Deux ans après Retour à Howards End, James Ivory réunit à nouveau Anthony Hopkins et Emma Thompson pour une réussite plus grande encore. Osons même l'affirmer, Les vestiges du jour peut être considéré comme un des meilleurs films des années 90. Sous couvert d'une romance contrariée entre un majordome et une intendante à l'intérieur des quatre murs d'un château anglais à la veille de la Seconde Guerre mondiale, le réalisateur tisse avec élégance une oeuvre d'une belle complexité reposant sur plusieurs strates qui se chevauchent. Le passé (les années 30) et le présent (1959) se répondent tout du long de cette histoire adaptée du roman de Kazuo Ishiguro. Le cadre est celui-ci d'une armée de domestiques qui s'affaire dans les entrailles de Darlington Hall. A leur tête se trouve Stevens dont le film est avant tout le portrait sacrificiel. Entièrement dévoué à sa fonction et à son maître, allant jusqu'à se faire humilier par ses invités, il refoule ses sentiments, ses passions, choisissant de s'effacer au service de sa seigneurie.
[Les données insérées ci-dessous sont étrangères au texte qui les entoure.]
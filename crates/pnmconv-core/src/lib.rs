//! # pnmconv-core
//!
//! Core raster types shared by the pnmconv crates.
//!
//! - [`Image`] - Owned integer raster (grayscale or RGB) with a declared white point
//! - [`ImageFormat`] - Grayscale / RGB discriminator, tag and extension lookup
//! - [`Pixel`] - One output sample (scalar or RGB triple)
//! - [`BandMut`] - Disjoint mutable run of rows, used by parallel writers
//!
//! ## Crate Structure
//!
//! ```text
//! pnmconv-core (this crate)
//!    ^
//!    |
//!    +-- pnmconv-io  (PGM/PPM ASCII codec)
//!    +-- pnmconv-ops (3x3 convolution and schedulers)
//!    +-- pnmconv-cli
//! ```
//!
//! ## Invariants
//!
//! Every sample of an [`Image`] lies in `[0, max_value]`. Constructors clamp
//! incoming data and [`BandMut::put`] clamps every write, so no code path can
//! store an out-of-range value.

#![warn(missing_docs)]
#![warn(rustdoc::missing_crate_level_docs)]

pub mod error;
pub mod format;
pub mod image;
pub mod pixel;

pub use error::{Error, Result};
pub use format::ImageFormat;
pub use image::{BandMut, Image, MAX_SAMPLE_VALUE};
pub use pixel::Pixel;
Anthony Hopkins, magistral et toute en intériorité, parvient pourtant à exprimer par son seul regard, les doutes et les regrets de son personnage qu'il s'agisse de la mort de son père et surtout de l'amour manqué avec Miss Kenton.  Avec beaucoup de délicatesse, sans pathos, Ivory filme ces deux destins qui se croisent et passent à côté du grand amour. Tout est en non-dits, en émotions silencieuses, en désirs dissimulés comme l'illustre cette scène anodine en surface et pourtant très érotique, où Emma Thompson insiste pour connaître le livre que Anthony Hopkins est en train de lire, allant jusqu'à lui arracher des mains en une étreinte charnelle, dans l'intimité d'une pièce avalée par une semi obscurité. Stevens restera prisonnier des froides pierres de cette bâtisse comme le suggère cette curieuse conclusion qui voit un pigeon s'égarer à l'intérieur du château avant que le majordome ne lui ouvre la fenêtre pour qu'il s'échappe et retrouve ainsi sa liberté. Contrairement à lui.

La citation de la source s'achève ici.